- Interactive map of the World Trade Center Shiraz area

General information
- Status: Under construction
- Type: Mixed
- Location: Shiraz, Iran
- Coordinates: 29°37′48″N 52°30′30″E﻿ / ﻿29.63000°N 52.50833°E
- Construction started: 2010
- Estimated completion: 2021
- Cost: 3 billion USD
- Owner: Mohammad Hossein Mohammadpour

Height
- Antenna spire: 200 m (656 ft)

Technical details
- Floor count: 47
- Floor area: 10,000 m^{2} (110,000 sq ft)

= Shiraz World Trade Center =

The World Trade Center Shiraz is a proposed mixed-use development located in Shiraz, Fars province, Iran. The project is planned to include commercial, office, residential, and hospitality facilities. According to the original project proposal, the development consists of a 47-storey tower with a planned architectural height of approximately 200 m.
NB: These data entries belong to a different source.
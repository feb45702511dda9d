use microspot_core::detect::DetectionConfig;
use microspot_core::optimize::SearchStatus;
use microspot_core::preprocess::PreprocessConfig;
use microspot_core::preset::{AnalysisParams, Material, MaterialPreset};

// ---------------------------------------------------------------------------
// Material presets
// ---------------------------------------------------------------------------

#[test]
fn test_glass_preset_values() {
    let preset = Material::Glass.preset();
    assert_eq!(preset.clahe_clip, 2.0);
    assert_eq!(preset.tophat_kernel, 15);
    assert_eq!(preset.median_kernel, 3);
    assert!(!preset.invert);
    assert!(!preset.scratch_removal);
}

#[test]
fn test_aluminum_preset_values() {
    let preset = Material::Aluminum.preset();
    assert_eq!(preset.tophat_kernel, 25);
    assert!(preset.invert);
    assert!(preset.scratch_removal);
}

#[test]
fn test_material_display() {
    assert_eq!(format!("{}", Material::Glass), "glass");
    assert_eq!(format!("{}", Material::Aluminum), "aluminum");
}

#[test]
fn test_search_status_display() {
    assert_eq!(format!("{}", SearchStatus::Matched), "Exact match");
    assert_eq!(format!("{}", SearchStatus::NewBest), "New best");
    assert_eq!(format!("{}", SearchStatus::Discarded), "Discarded");
}

// ---------------------------------------------------------------------------
// Serde round-trips
// ---------------------------------------------------------------------------

#[test]
fn test_material_preset_round_trip() {
    let preset = Material::Aluminum.preset();
    let json = serde_json::to_string(&preset).unwrap();
    let back: MaterialPreset = serde_json::from_str(&json).unwrap();
    assert_eq!(back, preset);
}

#[test]
fn test_material_preset_rejects_unknown_fields() {
    let json = r#"{
        "clahe_clip": 2.0,
        "tophat_kernel": 15,
        "median_kernel": 3,
        "invert": false,
        "scratch_removal": false,
        "mystery_knob": 1
    }"#;
    assert!(serde_json::from_str::<MaterialPreset>(json).is_err());
}

#[test]
fn test_analysis_params_accepts_persisted_field_set_verbatim() {
    // Exactly the flat record a tuning front-end persists.
    let json = r#"{
        "clahe_clip": 2.5,
        "tophat_kernel": 21,
        "median_kernel": 5,
        "threshold": 140,
        "morph_iterations": 3,
        "min_diameter": 6.0,
        "max_diameter": 150.0
    }"#;
    let params: AnalysisParams = serde_json::from_str(json).unwrap();
    assert_eq!(params.threshold, 140);
    assert_eq!(params.tophat_kernel, 21);

    let back = serde_json::to_string(&params).unwrap();
    let again: AnalysisParams = serde_json::from_str(&back).unwrap();
    assert_eq!(again, params);
}

#[test]
fn test_analysis_params_rejects_unknown_fields() {
    let json = r#"{
        "clahe_clip": 2.0,
        "tophat_kernel": 15,
        "median_kernel": 3,
        "threshold": 120,
        "morph_iterations": 2,
        "min_diameter": 5.0,
        "max_diameter": 200.0,
        "max_blobs": 8
    }"#;
    assert!(serde_json::from_str::<AnalysisParams>(json).is_err());
}

// ---------------------------------------------------------------------------
// Config conversions
// ---------------------------------------------------------------------------

#[test]
fn test_preset_to_preprocess_config() {
    let config = Material::Aluminum.preset().preprocess_config();
    assert!(config.invert);
    assert_eq!(config.tophat_kernel, 25);
    assert!(config.validated().is_ok());
}

#[test]
fn test_params_split_preserves_values() {
    let params = AnalysisParams {
        clahe_clip: 3.0,
        tophat_kernel: 11,
        median_kernel: 5,
        threshold: 99,
        morph_iterations: 4,
        min_diameter: 7.0,
        max_diameter: 90.0,
    };
    let pre = params.preprocess_config(true);
    assert!(pre.invert);
    assert_eq!(pre.clahe_clip, 3.0);
    assert_eq!(pre.median_kernel, 5);

    let det = params.detection_config();
    assert_eq!(det.threshold, 99);
    assert_eq!(det.morph_iterations, 4);
    assert_eq!(det.min_diameter, 7.0);
    assert_eq!(det.max_diameter, 90.0);
}

#[test]
fn test_defaults_match_detection_defaults() {
    let params = AnalysisParams::default();
    assert_eq!(params.threshold, 120);
    assert_eq!(params.morph_iterations, 2);
    assert_eq!(params.min_diameter, 5.0);
    assert_eq!(params.max_diameter, 200.0);

    let det = DetectionConfig::default();
    assert_eq!(det.threshold, 120);
    assert!(det.validate().is_ok());

    let pre = PreprocessConfig::default();
    assert_eq!(pre.tophat_kernel, 15);
    assert!(pre.validated().is_ok());
}
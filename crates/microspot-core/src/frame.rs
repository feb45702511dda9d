use ndarray::Array2;
use num_traits::ToPrimitive;

use crate::error::{Result, SpotError};

/// A raw grayscale frame with arbitrary dynamic range.
///
/// Pixel values are f32 in whatever range the source container produced
/// (8/16/32-bit integer or float). The preprocessor normalizes against the
/// frame's own min/max, so no fixed scale is assumed here.
#[derive(Clone, Debug)]
pub struct RawFrame {
    /// Pixel data, row-major, shape = (height, width).
    pub data: Array2<f32>,
}

impl RawFrame {
    pub fn new(data: Array2<f32>) -> Self {
        Self { data }
    }

    /// Build a frame from a row-major sample buffer of any primitive type.
    ///
    /// Samples that cannot be represented as f32 (e.g. NaN-producing
    /// conversions) become 0.0.
    pub fn from_samples<T: ToPrimitive + Copy>(
        samples: &[T],
        width: usize,
        height: usize,
    ) -> Result<Self> {
        if samples.len() != width * height {
            return Err(SpotError::ShapeMismatch {
                width,
                height,
                actual: samples.len(),
            });
        }
        let data = Array2::from_shape_fn((height, width), |(row, col)| {
            samples[row * width + col].to_f32().unwrap_or(0.0)
        });
        Ok(Self { data })
    }

    pub fn width(&self) -> usize {
        self.data.ncols()
    }

    pub fn height(&self) -> usize {
        self.data.nrows()
    }

    pub fn is_empty(&self) -> bool {
        self.data.is_empty()
    }
}

/// A detector-ready 8-bit grayscale frame, as produced by preprocessing.
#[derive(Clone, Debug, PartialEq, Eq)]
pub struct GrayFrame {
    /// Pixel data, row-major, shape = (height, width).
    pub data: Array2<u8>,
}

impl GrayFrame {
    pub fn new(data: Array2<u8>) -> Self {
        Self { data }
    }

    pub fn width(&self) -> usize {
        self.data.ncols()
    }

    pub fn height(&self) -> usize {
        self.data.nrows()
    }

    pub fn is_empty(&self) -> bool {
        self.data.is_empty()
    }
}
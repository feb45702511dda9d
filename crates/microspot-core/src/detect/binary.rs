use ndarray::Array2;

/// 3x3 cross structuring element, the shape OpenCV produces for an
/// elliptical element of size 3.
const CROSS: [(isize, isize); 5] = [(0, 0), (-1, 0), (1, 0), (0, -1), (0, 1)];

fn apply<F>(data: &Array2<u8>, init: u8, op: F) -> Array2<u8>
where
    F: Fn(u8, u8) -> u8,
{
    let (h, w) = data.dim();
    let mut out = Array2::from_elem((h, w), init);
    for y in 0..h {
        for x in 0..w {
            let mut acc = init;
            for &(dy, dx) in CROSS.iter() {
                let sy = (y as isize + dy).clamp(0, h as isize - 1) as usize;
                let sx = (x as isize + dx).clamp(0, w as isize - 1) as usize;
                acc = op(acc, data[[sy, sx]]);
            }
            out[[y, x]] = acc;
        }
    }
    out
}

/// Binary closing: `iterations` dilation passes followed by the same number
/// of erosion passes, merging fragmented foreground regions and filling
/// small holes. Zero iterations is the identity.
pub fn closing(data: &Array2<u8>, iterations: usize) -> Array2<u8> {
    if iterations == 0 {
        return data.clone();
    }
    let mut img = apply(data, 0, u8::max);
    for _ in 1..iterations {
        img = apply(&img, 0, u8::max);
    }
    for _ in 0..iterations {
        img = apply(&img, 255, u8::min);
    }
    img
}
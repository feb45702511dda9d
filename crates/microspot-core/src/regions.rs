use ndarray::s;

use crate::frame::GrayFrame;

/// Split a frame into labeled vertical strips, one per degree step.
///
/// Labels run from `deg_start` down to `deg_end` inclusive; strip `i` covers
/// columns `[i * width, (i + 1) * width)`. The last strip is clipped to the
/// frame; strips entirely outside it are omitted. A zero `width` or an
/// inverted degree range yields an empty result.
pub fn split_columns(
    frame: &GrayFrame,
    deg_start: i32,
    deg_end: i32,
    width: usize,
) -> Vec<(i32, GrayFrame)> {
    let mut strips = Vec::new();
    if width == 0 || deg_end > deg_start {
        return strips;
    }

    let total = frame.width();
    for (i, deg) in (deg_end..=deg_start).rev().enumerate() {
        let x0 = i * width;
        if x0 >= total {
            break;
        }
        let x1 = (x0 + width).min(total);
        let strip = frame.data.slice(s![.., x0..x1]).to_owned();
        strips.push((deg, GrayFrame::new(strip)));
    }
    strips
}
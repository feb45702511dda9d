use ndarray::Array2;

/// Offsets of an elliptical structuring element inscribed in a `size` x
/// `size` box, relative to the anchor at `size / 2`.
///
/// Matches the shape of OpenCV's `MORPH_ELLIPSE`: size 3 degenerates to a
/// cross, larger sizes approach a disk.
pub fn ellipse_offsets(size: usize) -> Vec<(isize, isize)> {
    if size <= 1 {
        return vec![(0, 0)];
    }
    let r = (size as f64 - 1.0) / 2.0;
    let inv_r2 = 1.0 / (r * r);
    let anchor = (size / 2) as isize;

    let mut offsets = Vec::new();
    for dy in 0..size {
        for dx in 0..size {
            let y = dy as f64 - r;
            let x = dx as f64 - r;
            if (x * x + y * y) * inv_r2 <= 1.0 + 1e-9 {
                offsets.push((dy as isize - anchor, dx as isize - anchor));
            }
        }
    }
    offsets
}

fn apply<F>(data: &Array2<u8>, offsets: &[(isize, isize)], init: u8, op: F) -> Array2<u8>
where
    F: Fn(u8, u8) -> u8,
{
    let (h, w) = data.dim();
    let mut out = Array2::from_elem((h, w), init);
    for y in 0..h {
        for x in 0..w {
            let mut acc = init;
            for &(dy, dx) in offsets {
                // Replicated border: out-of-bounds taps clamp to the edge.
                let sy = (y as isize + dy).clamp(0, h as isize - 1) as usize;
                let sx = (x as isize + dx).clamp(0, w as isize - 1) as usize;
                acc = op(acc, data[[sy, sx]]);
            }
            out[[y, x]] = acc;
        }
    }
    out
}

/// Grayscale dilation: maximum over the structuring element.
pub fn dilate(data: &Array2<u8>, offsets: &[(isize, isize)]) -> Array2<u8> {
    apply(data, offsets, 0, u8::max)
}

/// Grayscale erosion: minimum over the structuring element.
pub fn erode(data: &Array2<u8>, offsets: &[(isize, isize)]) -> Array2<u8> {
    apply(data, offsets, 255, u8::min)
}

/// Grayscale closing: dilation followed by erosion.
pub fn closing(data: &Array2<u8>, offsets: &[(isize, isize)]) -> Array2<u8> {
    erode(&dilate(data, offsets), offsets)
}

/// Black-hat filtering: closing minus the input, clamped at zero.
///
/// Isolates compact features darker than their morphologically estimated
/// background; slowly varying background cancels out.
pub fn black_hat(data: &Array2<u8>, kernel: usize) -> Array2<u8> {
    let offsets = ellipse_offsets(kernel);
    let closed = closing(data, &offsets);

    let (h, w) = data.dim();
    let mut out = Array2::<u8>::zeros((h, w));
    for y in 0..h {
        for x in 0..w {
            out[[y, x]] = closed[[y, x]].saturating_sub(data[[y, x]]);
        }
    }
    out
}
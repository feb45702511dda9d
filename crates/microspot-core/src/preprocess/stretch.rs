use ndarray::Array2;

use crate::consts::EPSILON;

/// Min-max stretch to the full 8-bit range using the frame's own dynamic
/// range, independent of the source bit depth.
///
/// A flat frame (zero dynamic range) maps to all zeros; non-finite samples
/// are ignored when estimating the range and clamp like any other value.
pub fn normalize_to_u8(data: &Array2<f32>) -> Array2<u8> {
    let mut min = f32::INFINITY;
    let mut max = f32::NEG_INFINITY;
    for &v in data.iter() {
        if v.is_finite() {
            min = min.min(v);
            max = max.max(v);
        }
    }

    let range = max - min;
    if !range.is_finite() || range < EPSILON {
        return Array2::zeros(data.raw_dim());
    }

    data.mapv(|v| (((v - min) / range * 255.0).clamp(0.0, 255.0)).round() as u8)
}

/// Per-sample inversion: 255 - value.
pub fn invert_in_place(data: &mut Array2<u8>) {
    data.mapv_inplace(|v| 255 - v);
}
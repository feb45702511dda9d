use approx::assert_abs_diff_eq;

use microspot_core::detect::{Blob, BlobShape};
use microspot_core::filter::filter_blobs;
use microspot_core::stats::compute_statistics;

// ---------------------------------------------------------------------------
// Helpers
// ---------------------------------------------------------------------------

fn blob(diameter_px: f64, tag: f64) -> Blob {
    Blob {
        center: (tag, tag),
        diameter_px,
        shape: BlobShape::Circle,
    }
}

// ---------------------------------------------------------------------------
// filter_blobs
// ---------------------------------------------------------------------------

#[test]
fn test_filter_sorts_descending_and_truncates() {
    let blobs = vec![blob(4.0, 0.0), blob(10.0, 1.0), blob(7.0, 2.0)];
    let kept = filter_blobs(blobs, 2);
    assert_eq!(kept.len(), 2);
    assert_eq!(kept[0].diameter_px, 10.0);
    assert_eq!(kept[1].diameter_px, 7.0);
}

#[test]
fn test_filter_keeps_all_when_under_limit() {
    let blobs = vec![blob(4.0, 0.0), blob(10.0, 1.0)];
    let kept = filter_blobs(blobs, 8);
    assert_eq!(kept.len(), 2);
}

#[test]
fn test_filter_zero_limit_is_empty() {
    let blobs = vec![blob(4.0, 0.0), blob(10.0, 1.0)];
    assert!(filter_blobs(blobs, 0).is_empty());
}

#[test]
fn test_filter_ties_keep_detection_order() {
    // Three equal diameters: stable sort preserves insertion order.
    let blobs = vec![blob(20.0, 0.0), blob(20.0, 1.0), blob(20.0, 2.0)];
    let kept = filter_blobs(blobs, 2);
    assert_eq!(kept[0].center.0, 0.0);
    assert_eq!(kept[1].center.0, 1.0);
}

#[test]
fn test_filter_is_idempotent() {
    let blobs = vec![blob(4.0, 0.0), blob(10.0, 1.0), blob(7.0, 2.0)];
    let once = filter_blobs(blobs, 2);
    let twice = filter_blobs(once.clone(), 2);
    assert_eq!(once, twice);
}

// ---------------------------------------------------------------------------
// compute_statistics
// ---------------------------------------------------------------------------

#[test]
fn test_statistics_uniform_diameters() {
    // Three 10 px blobs at 0.5 um/px: mean 5 um, no spread.
    let blobs = vec![blob(10.0, 0.0), blob(10.0, 1.0), blob(10.0, 2.0)];
    let stats = compute_statistics(&blobs, 0.5);
    assert_eq!(stats.count, 3);
    assert_abs_diff_eq!(stats.mean_um.unwrap(), 5.0, epsilon = 1e-9);
    assert_abs_diff_eq!(stats.std_um.unwrap(), 0.0, epsilon = 1e-9);
    assert_abs_diff_eq!(stats.cv_percent.unwrap(), 0.0, epsilon = 1e-9);
}

#[test]
fn test_statistics_population_std() {
    let blobs = vec![blob(4.0, 0.0), blob(8.0, 1.0)];
    let stats = compute_statistics(&blobs, 1.0);
    assert_abs_diff_eq!(stats.mean_um.unwrap(), 6.0, epsilon = 1e-9);
    // Population form: sqrt(((4-6)^2 + (8-6)^2) / 2) = 2.
    assert_abs_diff_eq!(stats.std_um.unwrap(), 2.0, epsilon = 1e-9);
    assert_abs_diff_eq!(stats.cv_percent.unwrap(), 100.0 / 3.0, epsilon = 1e-9);
}

#[test]
fn test_statistics_empty_list_is_undefined_not_nan() {
    let stats = compute_statistics(&[], 0.5);
    assert_eq!(stats.count, 0);
    assert!(stats.mean_um.is_none());
    assert!(stats.std_um.is_none());
    assert!(stats.cv_percent.is_none());
}

#[test]
fn test_statistics_zero_mean_has_undefined_cv() {
    // A zero pixel size collapses every diameter to 0 um; the CV would be a
    // division by zero and must be the undefined marker instead.
    let blobs = vec![blob(10.0, 0.0)];
    let stats = compute_statistics(&blobs, 0.0);
    assert_eq!(stats.count, 1);
    assert_eq!(stats.mean_um, Some(0.0));
    assert!(stats.cv_percent.is_none());
}
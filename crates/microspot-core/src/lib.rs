pub mod consts;
pub mod detect;
pub mod error;
pub mod filter;
pub mod frame;
pub mod optimize;
pub mod pipeline;
pub mod preprocess;
pub mod preset;
pub mod regions;
pub mod stats;
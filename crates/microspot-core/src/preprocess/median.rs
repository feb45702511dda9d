use ndarray::Array2;

/// Median blur with a square aperture and replicated borders.
///
/// Suppresses shot noise while keeping edges sharper than a linear filter.
/// Uses `select_nth_unstable` for the window median without a full sort.
/// `kernel` must be odd; a kernel of 1 is the identity.
pub fn median_blur(data: &Array2<u8>, kernel: usize) -> Array2<u8> {
    if kernel <= 1 {
        return data.clone();
    }

    let radius = (kernel / 2) as isize;
    let (h, w) = data.dim();
    let mut out = Array2::<u8>::zeros((h, w));
    let mut window = Vec::with_capacity(kernel * kernel);

    for y in 0..h {
        for x in 0..w {
            window.clear();
            for dy in -radius..=radius {
                for dx in -radius..=radius {
                    let sy = (y as isize + dy).clamp(0, h as isize - 1) as usize;
                    let sx = (x as isize + dx).clamp(0, w as isize - 1) as usize;
                    window.push(data[[sy, sx]]);
                }
            }
            let mid = window.len() / 2;
            out[[y, x]] = *window.select_nth_unstable(mid).1;
        }
    }
    out
}
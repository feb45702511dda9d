use ndarray::Array2;

use crate::consts::{CLAHE_TILE_GRID, HISTOGRAM_BINS};

/// Contrast-limited adaptive histogram equalization over an 8x8 tile grid.
///
/// Follows the OpenCV formulation: each tile's histogram is clipped at
/// `clip_limit * tile_pixels / 256` (minimum 1), the clipped excess is
/// redistributed uniformly, and each pixel is remapped by bilinear
/// interpolation between the CDF lookup tables of the four surrounding tile
/// centers. Flattens large-scale illumination gradients without blowing out
/// local contrast.
pub fn clahe(data: &Array2<u8>, clip_limit: f32) -> Array2<u8> {
    let (h, w) = data.dim();
    if h == 0 || w == 0 {
        return data.clone();
    }

    let tile_h = h.div_ceil(CLAHE_TILE_GRID).max(1);
    let tile_w = w.div_ceil(CLAHE_TILE_GRID).max(1);
    let ty_count = h.div_ceil(tile_h);
    let tx_count = w.div_ceil(tile_w);

    let mut luts = vec![[0u8; HISTOGRAM_BINS]; ty_count * tx_count];
    for ty in 0..ty_count {
        for tx in 0..tx_count {
            let y0 = ty * tile_h;
            let y1 = ((ty + 1) * tile_h).min(h);
            let x0 = tx * tile_w;
            let x1 = ((tx + 1) * tile_w).min(w);

            let mut hist = [0u32; HISTOGRAM_BINS];
            for y in y0..y1 {
                for x in x0..x1 {
                    hist[data[[y, x]] as usize] += 1;
                }
            }
            let tile_pixels = ((y1 - y0) * (x1 - x0)) as u32;
            build_lut(&mut hist, tile_pixels, clip_limit, &mut luts[ty * tx_count + tx]);
        }
    }

    let clamp_ty = |t: isize| t.clamp(0, ty_count as isize - 1) as usize;
    let clamp_tx = |t: isize| t.clamp(0, tx_count as isize - 1) as usize;

    let mut out = Array2::<u8>::zeros((h, w));
    for y in 0..h {
        let fy = (y as f32 + 0.5) / tile_h as f32 - 0.5;
        let ty0 = fy.floor() as isize;
        let wy = fy - ty0 as f32;
        let (ta, tb) = (clamp_ty(ty0), clamp_ty(ty0 + 1));

        for x in 0..w {
            let fx = (x as f32 + 0.5) / tile_w as f32 - 0.5;
            let tx0 = fx.floor() as isize;
            let wx = fx - tx0 as f32;
            let (tl, tr) = (clamp_tx(tx0), clamp_tx(tx0 + 1));

            let v = data[[y, x]] as usize;
            let top = luts[ta * tx_count + tl][v] as f32 * (1.0 - wx)
                + luts[ta * tx_count + tr][v] as f32 * wx;
            let bottom = luts[tb * tx_count + tl][v] as f32 * (1.0 - wx)
                + luts[tb * tx_count + tr][v] as f32 * wx;
            let blended = top * (1.0 - wy) + bottom * wy;
            out[[y, x]] = blended.round().clamp(0.0, 255.0) as u8;
        }
    }
    out
}

/// Clip a tile histogram, redistribute the excess, and fold the CDF into an
/// intensity lookup table scaled to [0, 255].
fn build_lut(
    hist: &mut [u32; HISTOGRAM_BINS],
    tile_pixels: u32,
    clip_limit: f32,
    lut: &mut [u8; HISTOGRAM_BINS],
) {
    if tile_pixels == 0 {
        for (i, slot) in lut.iter_mut().enumerate() {
            *slot = i as u8;
        }
        return;
    }

    let limit = (clip_limit * tile_pixels as f32 / HISTOGRAM_BINS as f32).max(1.0) as u32;
    let mut excess = 0u32;
    for bin in hist.iter_mut() {
        if *bin > limit {
            excess += *bin - limit;
            *bin = limit;
        }
    }

    let step = excess / HISTOGRAM_BINS as u32;
    let mut remainder = excess % HISTOGRAM_BINS as u32;
    for bin in hist.iter_mut() {
        *bin += step;
        if remainder > 0 {
            *bin += 1;
            remainder -= 1;
        }
    }

    let scale = 255.0 / tile_pixels as f32;
    let mut cumulative = 0u32;
    for (i, &bin) in hist.iter().enumerate() {
        cumulative += bin;
        lut[i] = (cumulative as f32 * scale).round().clamp(0.0, 255.0) as u8;
    }
}
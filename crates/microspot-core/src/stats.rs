use serde::{Deserialize, Serialize};

use crate::detect::Blob;

/// Summary statistics of blob diameters in micrometers.
///
/// `None` is the explicit undefined marker: all derived fields for an empty
/// list, and the coefficient of variation whenever the mean is zero. No NaN
/// ever leaves this module.
#[derive(Clone, Debug, PartialEq, Serialize, Deserialize)]
pub struct StatisticsResult {
    pub mean_um: Option<f64>,
    pub std_um: Option<f64>,
    pub cv_percent: Option<f64>,
    pub count: usize,
}

/// Compute mean, population standard deviation, and coefficient of variation
/// of the blob diameters scaled by `pixel_size_um`.
pub fn compute_statistics(blobs: &[Blob], pixel_size_um: f64) -> StatisticsResult {
    let count = blobs.len();
    if count == 0 {
        return StatisticsResult {
            mean_um: None,
            std_um: None,
            cv_percent: None,
            count: 0,
        };
    }

    let diameters: Vec<f64> = blobs
        .iter()
        .map(|b| b.diameter_px * pixel_size_um)
        .collect();
    let mean = diameters.iter().sum::<f64>() / count as f64;
    let variance = diameters.iter().map(|d| (d - mean).powi(2)).sum::<f64>() / count as f64;
    let std = variance.sqrt();
    let cv_percent = if mean > 0.0 {
        Some(std / mean * 100.0)
    } else {
        None
    };

    StatisticsResult {
        mean_um: Some(mean),
        std_um: Some(std),
        cv_percent,
        count,
    }
}
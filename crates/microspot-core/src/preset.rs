use serde::{Deserialize, Serialize};

use crate::detect::DetectionConfig;
use crate::preprocess::PreprocessConfig;

/// Preprocessing preset for a sample material, persisted by outer layers.
///
/// Field set is the on-disk preset format verbatim, so presets round-trip
/// without translation. Unknown fields are rejected at the boundary.
#[derive(Clone, Debug, PartialEq, Serialize, Deserialize)]
#[serde(deny_unknown_fields)]
pub struct MaterialPreset {
    pub clahe_clip: f32,
    pub tophat_kernel: usize,
    pub median_kernel: usize,
    pub invert: bool,
    /// Consumed by outer cleanup layers; carried here so presets round-trip.
    pub scratch_removal: bool,
}

impl MaterialPreset {
    /// The preprocessing view of this preset.
    pub fn preprocess_config(&self) -> PreprocessConfig {
        PreprocessConfig {
            invert: self.invert,
            clahe_clip: self.clahe_clip,
            tophat_kernel: self.tophat_kernel,
            median_kernel: self.median_kernel,
        }
    }
}

/// Built-in sample materials with tuned presets.
#[derive(Clone, Copy, Debug, PartialEq, Eq, Serialize, Deserialize)]
pub enum Material {
    Glass,
    Aluminum,
}

impl Material {
    pub fn preset(self) -> MaterialPreset {
        match self {
            Self::Glass => MaterialPreset {
                clahe_clip: 2.0,
                tophat_kernel: 15,
                median_kernel: 3,
                invert: false,
                scratch_removal: false,
            },
            Self::Aluminum => MaterialPreset {
                clahe_clip: 2.0,
                tophat_kernel: 25,
                median_kernel: 3,
                invert: true,
                scratch_removal: true,
            },
        }
    }
}

impl std::fmt::Display for Material {
    fn fmt(&self, f: &mut std::fmt::Formatter<'_>) -> std::fmt::Result {
        match self {
            Self::Glass => write!(f, "glass"),
            Self::Aluminum => write!(f, "aluminum"),
        }
    }
}

/// Flat parameter record as persisted by tuning front-ends.
///
/// Covers both processing stages in one bag; [`AnalysisParams::preprocess_config`]
/// and [`AnalysisParams::detection_config`] split it without changing any value.
#[derive(Clone, Debug, PartialEq, Serialize, Deserialize)]
#[serde(deny_unknown_fields)]
pub struct AnalysisParams {
    pub clahe_clip: f32,
    pub tophat_kernel: usize,
    pub median_kernel: usize,
    pub threshold: u8,
    pub morph_iterations: usize,
    pub min_diameter: f64,
    pub max_diameter: f64,
}

impl Default for AnalysisParams {
    fn default() -> Self {
        Self {
            clahe_clip: 2.0,
            tophat_kernel: 15,
            median_kernel: 3,
            threshold: 120,
            morph_iterations: 2,
            min_diameter: 5.0,
            max_diameter: 200.0,
        }
    }
}

impl AnalysisParams {
    /// The preprocessing view. Inversion is a material property, not part of
    /// the flat record, so the caller supplies it.
    pub fn preprocess_config(&self, invert: bool) -> PreprocessConfig {
        PreprocessConfig {
            invert,
            clahe_clip: self.clahe_clip,
            tophat_kernel: self.tophat_kernel,
            median_kernel: self.median_kernel,
        }
    }

    /// The detection view.
    pub fn detection_config(&self) -> DetectionConfig {
        DetectionConfig {
            threshold: self.threshold,
            morph_iterations: self.morph_iterations,
            min_diameter: self.min_diameter,
            max_diameter: self.max_diameter,
        }
    }
}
The project was designed by architect Amirabbas Aboutalebi.

==History==

The World Trade Center Shiraz project was announced as a large-scale mixed-use development intended to become one of the tallest buildings in Shiraz. Construction reportedly began in 2010. The development was planned to combine retail, office, residential, and hospitality spaces within a single complex. The architectural design was prepared by Amirabbas Aboutalebi.

As of 2025, publicly available information about the project's construction progress remains limited, and independent secondary sources have provided little recent coverage of its current status.